_TASK DETAILS_
Your answer must be a word-for-word copy of the data.

_MATERIAL TO PROCESS_
//! CLI entrypoint for capital-ai
//!
//! This is the main binary that wires together all layers by explicit
//! construction and serves the HTTP endpoints.

use anyhow::{Context, Result, bail};
use capital_application::{CompletionAdapter, PromptBuilder, QuestionService, TemplateStore};
use capital_domain::catalog;
use capital_infrastructure::{
    ConfigLoader, EmbeddedTemplateStore, FileConfig, FileTemplateStore, OpenAiGateway,
    OpenAiSettings,
};
use capital_presentation::{AppState, Cli};
use clap::Parser;
use std::sync::Arc;
use tokio::net::TcpListener;
use tracing::{debug, info, warn};
use tracing_subscriber::EnvFilter;

#[tokio::main]
async fn main() -> Result<()> {
    let cli = Cli::parse();

    if cli.show_config {
        ConfigLoader::print_config_sources(cli.config.as_deref());
        return Ok(());
    }

    // RUST_LOG wins over -v flags
    let filter =
        EnvFilter::try_from_default_env().unwrap_or_else(|_| EnvFilter::new(cli.log_filter()));
    tracing_subscriber::fmt()
        .with_env_filter(filter)
        .with_target(false)
        .init();

    let mut config = if cli.no_config {
        ConfigLoader::load_defaults()
    } else {
        ConfigLoader::load(cli.config.as_deref())
            .map_err(|e| anyhow::anyhow!("Failed to load configuration: {e}"))?
    };
    apply_cli_overrides(&mut config, &cli);

    let mut fatal = false;
    for issue in config.validate() {
        if issue.is_error() {
            fatal = true;
            tracing::error!("{}", issue);
        } else {
            warn!("{}", issue);
        }
    }
    if fatal {
        bail!("Invalid configuration");
    }

    info!("Starting capital-ai");

    // === Dependency Injection ===
    let templates = template_store(&config);
    let prompts = PromptBuilder::new(templates);
    prompts
        .verify_templates(catalog::ALL)
        .context("Template check failed")?;

    let api_key = config.openai.resolve_api_key().with_context(|| {
        format!(
            "No OpenAI API key: set {} or openai.api_key",
            config.openai.api_key_env
        )
    })?;
    let gateway = OpenAiGateway::new(OpenAiSettings {
        base_url: config.openai.base_url.clone(),
        api_key,
        model: config.openai.model.clone(),
        temperature: config.openai.temperature,
    })?;

    let service = QuestionService::new(prompts, CompletionAdapter::new(Arc::new(gateway)));

    let listener = TcpListener::bind(config.server.bind.trim())
        .await
        .with_context(|| format!("Failed to bind {}", config.server.bind))?;

    capital_presentation::serve(listener, AppState::new(service)).await?;

    info!("Stopped");
    Ok(())
}

fn apply_cli_overrides(config: &mut FileConfig, cli: &Cli) {
    if let Some(bind) = &cli.bind {
        config.server.bind = bind.clone();
    }
    if let Some(dir) = &cli.templates {
        config.templates.dir = Some(dir.clone());
    }
}

/// Bundled templates, overlaid by `templates.dir` when configured
fn template_store(config: &FileConfig) -> Arc<dyn TemplateStore> {
    let bundled = EmbeddedTemplateStore::new();
    debug!("Bundled templates: {}", bundled.ids().join(", "));
    let embedded: Arc<dyn TemplateStore> = Arc::new(bundled);
    match &config.templates.dir {
        Some(dir) => {
            info!("Loading templates from {}", dir.display());
            Arc::new(FileTemplateStore::new(dir).with_fallback(embedded))
        }
        None => embedded,
    }
}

_RESPONSE FOR THIS EXERCISE_
//! CLI entrypoint for capital-ai
//!
//! This is the main binary that wires together all layers by explicit
//! construction and serves the HTTP endpoints.

use anyhow::{Context, Result, bail};
use capital_application::{CompletionAdapter, PromptBuilder, QuestionService, TemplateStore};
use capital_domain::catalog;
use capital_infrastructure::{
    ConfigLoader, EmbeddedTemplateStore, FileConfig, FileTemplateStore, OpenAiGateway,
    OpenAiSettings,
};
use capital_presentation::{AppState, Cli};
use clap::Parser;
use std::sync::Arc;
use tokio::net::TcpListener;
use tracing::{debug, info, warn};
use tracing_subscriber::EnvFilter;

#[tokio::main]
async fn main() -> Result<()> {
    let cli = Cli::parse();

    if cli.show_config {
        ConfigLoader::print_config_sources(cli.config.as_deref());
        return Ok(());
    }

    // RUST_LOG wins over -v flags
    let filter =
        EnvFilter::try_from_default_env().unwrap_or_else(|_| EnvFilter::new(cli.log_filter()));
    tracing_subscriber::fmt()
        .with_env_filter(filter)
        .with_target(false)
        .init();

    let mut config = if cli.no_config {
        ConfigLoader::load_defaults()
    } else {
        ConfigLoader::load(cli.config.as_deref())
            .map_err(|e| anyhow::anyhow!("Failed to load configuration: {e}"))?
    };
    apply_cli_overrides(&mut config, &cli);

    let mut fatal = false;
    for issue in config.validate() {
        if issue.is_error() {
            fatal = true;
            tracing::error!("{}", issue);
        } else {
            warn!("{}", issue);
        }
    }
    if fatal {
        bail!("Invalid configuration");
    }

    info!("Starting capital-ai");

    // === Dependency Injection ===
    let templates = template_store(&config);
    let prompts = PromptBuilder::new(templates);
    prompts
        .verify_templates(catalog::ALL)
        .context("Template check failed")?;

    let api_key = config.openai.resolve_api_key().with_context(|| {
        format!(
            "No OpenAI API key: set {} or openai.api_key",
            config.openai.api_key_env
        )
    })?;
    let gateway = OpenAiGateway::new(OpenAiSettings {
        base_url: config.openai.base_url.clone(),
        api_key,
        model: config.openai.model.clone(),
        temperature: config.openai.temperature,
    })?;

    let service = QuestionService::new(prompts, CompletionAdapter::new(Arc::new(gateway)));

    let listener = TcpListener::bind(config.server.bind.trim())
        .await
        .with_context(|| format!("Failed to bind {}", config.server.bind))?;

    capital_presentation::serve(listener, AppState::new(service)).await?;

    info!("Stopped");
    Ok(())
}

fn apply_cli_overrides(config: &mut FileConfig, cli: &Cli) {
    if let Some(bind) = &cli.bind {
        config.server.bind = bind.clone();
    }
    if let Some(dir) = &cli.templates {
        config.templates.dir = Some(dir.clone());
    }
}

/// Bundled templates, overlaid by `templates.dir` when configured
fn template_store(config: &FileConfig) -> Arc<dyn TemplateStore> {
    let bundled = EmbeddedTemplateStore::new();
    debug!("Bundled templates: {}", bundled.ids().join(", "));
    let embedded: Arc<dyn TemplateStore> = Arc::new(bundled);
    match &config.templates.dir {
        Some(dir) => {
            info!("Loading templates from {}", dir.display());
            Arc::new(FileTemplateStore::new(dir).with_fallback(embedded))
        }
        None => embedded,
    }
}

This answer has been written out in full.